John Smart RSA RSW (16 October 1838 – 1 June 1899) was a Scottish landscape painter, painting in both oils and watercolour.[1] He was a keen golfer and is perhaps best known for his early paintings of golf courses in Scotland such as "The Golf Greens of Scotland".
John Smart was born at 13 Annandale Street[2] off Leith Walk, the son of Emily Margaret Morton and Robert Campbell Smart (d.1871), an engraver operating from 20 Elm Row.[3] [4]
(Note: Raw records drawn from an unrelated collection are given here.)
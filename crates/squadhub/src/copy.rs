//! Copy-link action.
//!
//! Writing a resource URL to the clipboard either succeeds or fails; both
//! outcomes become transient feedback text on the button. Failures are
//! logged and never propagated.

use std::time::Duration;

use clipboard_rs::{Clipboard, ClipboardContext};
use tracing::{debug, warn};

use crate::config::UiConfig;
use crate::error::{Error, Result};

/// Button text after a successful copy.
pub const COPIED: &str = "Copied!";

/// Button text after a failed copy.
pub const COPY_FAILED: &str = "Copy failed";

/// Something that can receive text, usually the system clipboard.
pub trait ClipboardWriter {
    /// Replace the clipboard contents with `text`.
    ///
    /// # Errors
    ///
    /// Returns [`Error::Clipboard`] when the write is rejected or no
    /// clipboard is available.
    fn write_text(&mut self, text: &str) -> Result<()>;
}

/// The desktop clipboard, via `clipboard-rs`.
///
/// The context that performed the last successful write is kept alive. On
/// X11 and Wayland the writing process serves the selection itself, so the
/// copied text disappears once that context is dropped; see
/// [`SystemClipboard::hold`].
#[derive(Default)]
pub struct SystemClipboard {
    owner: Option<(ClipboardContext, String)>,
}

impl std::fmt::Debug for SystemClipboard {
    fn fmt(&self, f: &mut std::fmt::Formatter<'_>) -> std::fmt::Result {
        f.debug_struct("SystemClipboard")
            .field("written", &self.owner.as_ref().map(|(_, text)| text))
            .finish()
    }
}

impl SystemClipboard {
    /// Whether copied text only lives as long as the writing process.
    #[must_use]
    pub fn selection_is_process_bound() -> bool {
        cfg!(all(unix, not(target_os = "macos")))
    }

    /// Keep serving the last write until another client replaces it or
    /// `ui.clipboard_hold` elapses.
    ///
    /// Returns immediately when nothing was written or the platform clipboard
    /// outlives the process.
    pub fn hold(&mut self, ui: &UiConfig) -> HoldOutcome {
        let Some((ctx, written)) = self.owner.take() else {
            return HoldOutcome::NotNeeded;
        };
        if !Self::selection_is_process_bound() {
            return HoldOutcome::NotNeeded;
        }
        debug!(limit = ?ui.clipboard_hold(), "Holding clipboard selection");
        let outcome = wait_for_replacement(
            || ctx.get_text().ok(),
            &written,
            ui.clipboard_poll(),
            ui.clipboard_hold(),
            std::thread::sleep,
        );
        debug!(?outcome, "Released clipboard selection");
        outcome
    }
}

impl ClipboardWriter for SystemClipboard {
    fn write_text(&mut self, text: &str) -> Result<()> {
        let ctx = ClipboardContext::new().map_err(|e| Error::clipboard(e.to_string()))?;
        ctx.set_text(text.to_string())
            .map_err(|e| Error::clipboard(e.to_string()))?;
        self.owner = Some((ctx, text.to_string()));
        Ok(())
    }
}

/// How a held selection ended.
#[derive(Debug, Clone, Copy, PartialEq, Eq)]
pub enum HoldOutcome {
    /// Nothing to hold on this platform, or nothing was copied.
    NotNeeded,
    /// Another client took over the clipboard.
    Replaced,
    /// The hold limit passed; the text is gone once the process exits.
    TimedOut,
}

/// Poll `read` until it reports something other than `written`, or until
/// `limit` has been slept away. An unreadable clipboard counts as replaced.
fn wait_for_replacement(
    mut read: impl FnMut() -> Option<String>,
    written: &str,
    poll: Duration,
    limit: Duration,
    mut sleep: impl FnMut(Duration),
) -> HoldOutcome {
    let mut waited = Duration::ZERO;
    while waited < limit {
        let step = poll.min(limit - waited);
        sleep(step);
        waited += step;
        match read() {
            Some(current) if current == written => {}
            _ => return HoldOutcome::Replaced,
        }
    }
    HoldOutcome::TimedOut
}

/// Outcome of a copy, with how long to show it before restoring the button.
#[derive(Debug, Clone, Copy, PartialEq, Eq)]
pub enum CopyFeedback {
    /// The URL is on the clipboard.
    Copied {
        /// How long the feedback stays up.
        revert_after: Duration,
    },
    /// The clipboard refused the write.
    Failed {
        /// How long the feedback stays up.
        revert_after: Duration,
    },
}

impl CopyFeedback {
    /// Text to show on the button.
    #[must_use]
    pub fn text(&self) -> &'static str {
        match self {
            Self::Copied { .. } => COPIED,
            Self::Failed { .. } => COPY_FAILED,
        }
    }

    /// How long before the button text is restored.
    #[must_use]
    pub fn revert_after(&self) -> Duration {
        match self {
            Self::Copied { revert_after } | Self::Failed { revert_after } => *revert_after,
        }
    }

    /// Whether the copy succeeded.
    #[must_use]
    pub fn is_success(&self) -> bool {
        matches!(self, Self::Copied { .. })
    }
}

/// Copy `url` to `clipboard` and report the feedback to show.
///
/// No retry, no timeout: a rejected write is final.
pub fn copy_link(clipboard: &mut dyn ClipboardWriter, url: &str, ui: &UiConfig) -> CopyFeedback {
    match clipboard.write_text(url) {
        Ok(()) => {
            debug!(url, "Copied link");
            CopyFeedback::Copied {
                revert_after: ui.copy_feedback(),
            }
        }
        Err(e) => {
            warn!(url, error = %e, "Failed to copy link");
            CopyFeedback::Failed {
                revert_after: ui.copy_failure_feedback(),
            }
        }
    }
}

#[cfg(test)]
mod tests {
    use super::*;

    #[derive(Debug, Default)]
    struct MemoryClipboard {
        contents: Option<String>,
    }

    impl ClipboardWriter for MemoryClipboard {
        fn write_text(&mut self, text: &str) -> Result<()> {
            self.contents = Some(text.to_string());
            Ok(())
        }
    }

    #[derive(Debug)]
    struct DeniedClipboard;

    impl ClipboardWriter for DeniedClipboard {
        fn write_text(&mut self, _text: &str) -> Result<()> {
            Err(Error::clipboard("permission denied"))
        }
    }

    #[test]
    fn test_copy_success() {
        crate::logging::init_test_logging();
        let mut clipboard = MemoryClipboard::default();
        let feedback = copy_link(&mut clipboard, "https://example.com", &UiConfig::default());
        assert!(feedback.is_success());
        assert_eq!(feedback.text(), "Copied!");
        assert_eq!(feedback.revert_after(), Duration::from_millis(1100));
        assert_eq!(clipboard.contents.as_deref(), Some("https://example.com"));
    }

    #[test]
    fn test_copy_failure_is_contained() {
        crate::logging::init_test_logging();
        let feedback = copy_link(&mut DeniedClipboard, "https://example.com", &UiConfig::default());
        assert!(!feedback.is_success());
        assert_eq!(feedback.text(), "Copy failed");
        assert_eq!(feedback.revert_after(), Duration::from_millis(1200));
    }

    fn no_sleep(_: Duration) {}

    #[test]
    fn test_hold_ends_when_replaced() {
        let mut reads = vec![None, Some("other".to_string()), Some("url".to_string())];
        let outcome = wait_for_replacement(
            || reads.pop().flatten(),
            "url",
            Duration::from_millis(100),
            Duration::from_secs(5),
            no_sleep,
        );
        assert_eq!(outcome, HoldOutcome::Replaced);
        assert_eq!(reads.len(), 1);
    }

    #[test]
    fn test_hold_times_out_while_still_owned() {
        let mut slept = Duration::ZERO;
        let outcome = wait_for_replacement(
            || Some("url".to_string()),
            "url",
            Duration::from_millis(400),
            Duration::from_millis(1000),
            |d| slept += d,
        );
        assert_eq!(outcome, HoldOutcome::TimedOut);
        assert_eq!(slept, Duration::from_millis(1000));
    }

    #[test]
    fn test_hold_with_zero_limit_returns_at_once() {
        let outcome = wait_for_replacement(
            || panic!("clipboard should not be read"),
            "url",
            Duration::from_millis(500),
            Duration::ZERO,
            no_sleep,
        );
        assert_eq!(outcome, HoldOutcome::TimedOut);
    }

    #[test]
    fn test_hold_without_write_is_not_needed() {
        let mut clipboard = SystemClipboard::default();
        assert_eq!(clipboard.hold(&UiConfig::default()), HoldOutcome::NotNeeded);
    }

    #[test]
    fn test_feedback_durations_follow_config() {
        let ui = UiConfig {
            copy_feedback_ms: 50,
            copy_failure_feedback_ms: 75,
            ..UiConfig::default()
        };
        let ok = copy_link(&mut MemoryClipboard::default(), "u", &ui);
        let failed = copy_link(&mut DeniedClipboard, "u", &ui);
        assert_eq!(ok.revert_after(), Duration::from_millis(50));
        assert_eq!(failed.revert_after(), Duration::from_millis(75));
    }
}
He was educated at Leith High School, and then studied art at the School of Manufacturers, with the intention of becoming an engraver like his father. After showing talent for landscape painting, he instead became a pupil of Horatio McCulloch. He was one of the founder members of the Royal Scottish Society of Painters in Watercolour and he was elected to the Royal Scottish Academy in 1877 after first being elected an associate in 1871.
Smart's paintings depicted scenery from across the lowlands and highlands of Scotland. The critic James Caw said of Smart's landscape paintings, "If coarse in handling and wanting in subtlety of feeling, they are simple and effective in design, vivid in effect and powerful in execution, and breathe an ardent passion for the landscape of his native land."
Both his house and studio were at 13 Brunswick Street in Edinburgh's east end.[5] The distinctive terraced townhouse was designed by William Henry Playfair in 1824.[6]
He is buried with his wife, Agnes Purdie Main, in Warriston Cemetery on the north side of the central roundel.